Task to complete - Please print the whole of the listing that follows exactly.

======

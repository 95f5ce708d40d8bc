//! Run orchestrator: drives one pass over the order history.

use std::sync::atomic::{AtomicBool, Ordering};
use std::sync::Arc;

use chrono::{DateTime, Utc};
use futures::StreamExt;
use rust_decimal::Decimal;
use tokio::sync::broadcast;
use tracing::{debug, error, info, warn};

use super::config::PipelineConfig;
use super::lock::RunLock;
use super::types::{PipelineError, RunPhase, RunReport, RunTrigger, ScanError};
use crate::catalog::{OrderCatalog, OrderFilter, OrderReportWriter, Transition};
use crate::clock::Clock;
use crate::executor::{AdjustmentExecutor, AttemptStatus};
use crate::order::{evaluate_with_window, AdjustmentState, EligibilityVerdict, IneligibleReason, Order};
use crate::pacing::Pacer;
use crate::scheduler::Scheduler;
use crate::session::{Session, SessionError, SessionManager};
use crate::storefront::{order_pages, Storefront, StorefrontError};

/// Reason recorded when an in-progress order ages out of the window.
pub const REASON_WINDOW_EXPIRED: &str = "window_expired";
/// Reason recorded when an order used up its attempts.
pub const REASON_MAX_RETRIES: &str = "max_retries";

/// How processing left one order.
#[derive(Debug, Clone, Copy, PartialEq)]
enum Disposition {
    Succeeded { refund: Option<Decimal> },
    Failed { not_available: bool },
    Retrying,
}

/// Reason kept on an ineligible order. Window expiry drops the order's age
/// so the stored reason stays the same from one day to the next.
fn stored_reason(reason: &IneligibleReason) -> String {
    match reason {
        IneligibleReason::WindowExpired { .. } => REASON_WINDOW_EXPIRED.to_string(),
        other => other.to_string(),
    }
}

/// Clears the running flag however the run ends.
struct RunningGuard<'a>(&'a AtomicBool);

impl Drop for RunningGuard<'_> {
    fn drop(&mut self) {
        self.0.store(false, Ordering::SeqCst);
    }
}

/// Drives the catalog through one run: log in, scan the order history,
/// request adjustments for eligible orders, and record the outcome.
///
/// Only one run executes at a time. Every state change is persisted before
/// the next storefront action, so a run can be interrupted at any point and
/// the next one resumes where it stopped.
pub struct Orchestrator {
    config: PipelineConfig,
    max_pages: u32,
    catalog: Arc<dyn OrderCatalog>,
    sessions: SessionManager,
    storefront: Arc<dyn Storefront>,
    executor: AdjustmentExecutor,
    reports: Option<OrderReportWriter>,
    scheduler: Option<Arc<Scheduler>>,
    run_lock: Option<RunLock>,
    clock: Arc<dyn Clock>,
    pacer: Pacer,
    /// Whether a run is in progress.
    running: AtomicBool,
    /// Set once shutdown is requested; checked between orders.
    cancelled: AtomicBool,
    shutdown_tx: broadcast::Sender<()>,
}
//! Order catalog - the durable record of every order ever seen.
//!
//! Orders are created the first time they show up in the order history and
//! are never deleted, only moved forward to a terminal state. This keeps an
//! audit trail and guarantees at most one successful adjustment per order
//! across restarts.

mod json;
mod report;
mod store;

pub use json::JsonOrderCatalog;
pub use report::OrderReportWriter;
pub use store::{CatalogError, MergeOutcome, OrderCatalog, OrderFilter, Transition};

======

Response -
repository 95f5ce708d40d8bc
//! Run orchestrator: drives one pass over the order history.

use std::sync::atomic::{AtomicBool, Ordering};
use std::sync::Arc;

use chrono::{DateTime, Utc};
use futures::StreamExt;
use rust_decimal::Decimal;
use tokio::sync::broadcast;
use tracing::{debug, error, info, warn};

use super::config::PipelineConfig;
use super::lock::RunLock;
use super::types::{PipelineError, RunPhase, RunReport, RunTrigger, ScanError};
use crate::catalog::{OrderCatalog, OrderFilter, OrderReportWriter, Transition};
use crate::clock::Clock;
use crate::executor::{AdjustmentExecutor, AttemptStatus};
use crate::order::{evaluate_with_window, AdjustmentState, EligibilityVerdict, IneligibleReason, Order};
use crate::pacing::Pacer;
use crate::scheduler::Scheduler;
use crate::session::{Session, SessionError, SessionManager};
use crate::storefront::{order_pages, Storefront, StorefrontError};

/// Reason recorded when an in-progress order ages out of the window.
pub const REASON_WINDOW_EXPIRED: &str = "window_expired";
/// Reason recorded when an order used up its attempts.
pub const REASON_MAX_RETRIES: &str = "max_retries";

/// How processing left one order.
#[derive(Debug, Clone, Copy, PartialEq)]
enum Disposition {
    Succeeded { refund: Option<Decimal> },
    Failed { not_available: bool },
    Retrying,
}

/// Reason kept on an ineligible order. Window expiry drops the order's age
/// so the stored reason stays the same from one day to the next.
fn stored_reason(reason: &IneligibleReason) -> String {
    match reason {
        IneligibleReason::WindowExpired { .. } => REASON_WINDOW_EXPIRED.to_string(),
        other => other.to_string(),
    }
}

/// Clears the running flag however the run ends.
struct RunningGuard<'a>(&'a AtomicBool);

impl Drop for RunningGuard<'_> {
    fn drop(&mut self) {
        self.0.store(false, Ordering::SeqCst);
    }
}

/// Drives the catalog through one run: log in, scan the order history,
/// request adjustments for eligible orders, and record the outcome.
///
/// Only one run executes at a time. Every state change is persisted before
/// the next storefront action, so a run can be interrupted at any point and
/// the next one resumes where it stopped.
pub struct Orchestrator {
    config: PipelineConfig,
    max_pages: u32,
    catalog: Arc<dyn OrderCatalog>,
    sessions: SessionManager,
    storefront: Arc<dyn Storefront>,
    executor: AdjustmentExecutor,
    reports: Option<OrderReportWriter>,
    scheduler: Option<Arc<Scheduler>>,
    run_lock: Option<RunLock>,
    clock: Arc<dyn Clock>,
    pacer: Pacer,
    /// Whether a run is in progress.
    running: AtomicBool,
    /// Set once shutdown is requested; checked between orders.
    cancelled: AtomicBool,
    shutdown_tx: broadcast::Sender<()>,
}
//! Order catalog - the durable record of every order ever seen.
//!
//! Orders are created the first time they show up in the order history and
//! are never deleted, only moved forward to a terminal state. This keeps an
//! audit trail and guarantees at most one successful adjustment per order
//! across restarts.

mod json;
mod report;
mod store;

pub use json::JsonOrderCatalog;
pub use report::OrderReportWriter;
pub use store::{CatalogError, MergeOutcome, OrderCatalog, OrderFilter, Transition};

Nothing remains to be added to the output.